## Exercise directions
Restate the entries word for word, omitting nothing.

Source material: Begin

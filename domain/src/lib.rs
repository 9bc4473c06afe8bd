//! Domain layer for hybridctl
//!
//! This crate contains the hybrid graphics mode states, the capability model
//! and the pure policies that drive a mode change. It has no dependencies on
//! infrastructure or presentation concerns.
//!
//! # Core Concepts
//!
//! ## Control kinds
//!
//! - **Multi-state**: machines whose firmware exposes an integrated-GPU
//!   sub-mode get an Off / Auto / FullPowerOnly selector
//! - **Binary**: all other machines get an On / Off switch
//!
//! ## Restart-required transitions
//!
//! Entering or leaving `Off` rewires the panel and only takes effect after a
//! restart. Moving between the non-off states applies immediately.

pub mod config;
pub mod core;
pub mod hybrid;

// Re-export commonly used types
pub use config::{
    OutputFormat,
    validation::{ConfigIssue, ConfigIssueCode, Severity, has_errors},
};
pub use core::error::DomainError;
pub use hybrid::{
    capability::{ControlKind, MachineCapability},
    classifier::{WarningCategory, classify_feature_error, classify_igpu_mode},
    error::FeatureError,
    state::{HybridModeState, IgpuModeState},
    transition::{TransitionOutcome, TransitionRequest},
};
//! Output configuration from TOML (`[output]` section)

use hybridctl_domain::OutputFormat;
use serde::{Deserialize, Serialize};

/// Raw output configuration from TOML
#[derive(Debug, Clone, PartialEq, Eq, Serialize, Deserialize)]
#[serde(default)]
pub struct FileOutputConfig {
    /// Output format (uses domain type)
    pub format: Option<OutputFormat>,
    /// Enable colored terminal output
    pub color: bool,
}

impl Default for FileOutputConfig {
    fn default() -> Self {
        Self {
            format: None,
            color: true,
        }
    }
}
//! Port for structured transition logging.
//!
//! Defines the [`TransitionLogger`] trait for recording each step of a mode
//! change to a machine-readable journal (JSONL).
//!
//! This is separate from `tracing`-based operation logs: tracing handles
//! human-readable diagnostic messages, while this port keeps an audit trail
//! of what was written to the firmware and what the user decided.

use serde_json::Value;

/// A structured transition event for logging.
pub struct TransitionEvent {
    /// Event type identifier (e.g., "state_committed", "restart_declined").
    pub event_type: &'static str,
    /// JSON payload with event-specific data.
    pub payload: Value,
}

impl TransitionEvent {
    pub fn new(event_type: &'static str, payload: Value) -> Self {
        Self {
            event_type,
            payload,
        }
    }
}

/// Port for logging transition events.
///
/// The `log` method is synchronous and non-fallible: a broken journal must
/// never interrupt a mode change.
pub trait TransitionLogger: Send + Sync {
    fn log(&self, event: TransitionEvent);
}

/// No-op implementation for tests and when the journal is disabled.
pub struct NoTransitionLogger;

impl TransitionLogger for NoTransitionLogger {
    fn log(&self, _event: TransitionEvent) {}
}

Source material: End

## Output for this task
filename domain/src/lib.rs
repository 9bc4473c06afe8bd
//! Domain layer for hybridctl
//!
//! This crate contains the hybrid graphics mode states, the capability model
//! and the pure policies that drive a mode change. It has no dependencies on
//! infrastructure or presentation concerns.
//!
//! # Core Concepts
//!
//! ## Control kinds
//!
//! - **Multi-state**: machines whose firmware exposes an integrated-GPU
//!   sub-mode get an Off / Auto / FullPowerOnly selector
//! - **Binary**: all other machines get an On / Off switch
//!
//! ## Restart-required transitions
//!
//! Entering or leaving `Off` rewires the panel and only takes effect after a
//! restart. Moving between the non-off states applies immediately.

pub mod config;
pub mod core;
pub mod hybrid;

// Re-export commonly used types
pub use config::{
    OutputFormat,
    validation::{ConfigIssue, ConfigIssueCode, Severity, has_errors},
};
pub use core::error::DomainError;
pub use hybrid::{
    capability::{ControlKind, MachineCapability},
    classifier::{WarningCategory, classify_feature_error, classify_igpu_mode},
    error::FeatureError,
    state::{HybridModeState, IgpuModeState},
    transition::{TransitionOutcome, TransitionRequest},
};
//! Output configuration from TOML (`[output]` section)

use hybridctl_domain::OutputFormat;
use serde::{Deserialize, Serialize};

/// Raw output configuration from TOML
#[derive(Debug, Clone, PartialEq, Eq, Serialize, Deserialize)]
#[serde(default)]
pub struct FileOutputConfig {
    /// Output format (uses domain type)
    pub format: Option<OutputFormat>,
    /// Enable colored terminal output
    pub color: bool,
}

impl Default for FileOutputConfig {
    fn default() -> Self {
        Self {
            format: None,
            color: true,
        }
    }
}
//! Port for structured transition logging.
//!
//! Defines the [`TransitionLogger`] trait for recording each step of a mode
//! change to a machine-readable journal (JSONL).
//!
//! This is separate from `tracing`-based operation logs: tracing handles
//! human-readable diagnostic messages, while this port keeps an audit trail
//! of what was written to the firmware and what the user decided.

use serde_json::Value;

/// A structured transition event for logging.
pub struct TransitionEvent {
    /// Event type identifier (e.g., "state_committed", "restart_declined").
    pub event_type: &'static str,
    /// JSON payload with event-specific data.
    pub payload: Value,
}

impl TransitionEvent {
    pub fn new(event_type: &'static str, payload: Value) -> Self {
        Self {
            event_type,
            payload,
        }
    }
}

/// Port for logging transition events.
///
/// The `log` method is synchronous and non-fallible: a broken journal must
/// never interrupt a mode change.
pub trait TransitionLogger: Send + Sync {
    fn log(&self, event: TransitionEvent);
}

/// No-op implementation for tests and when the journal is disabled.
pub struct NoTransitionLogger;

impl TransitionLogger for NoTransitionLogger {
    fn log(&self, _event: TransitionEvent) {}
}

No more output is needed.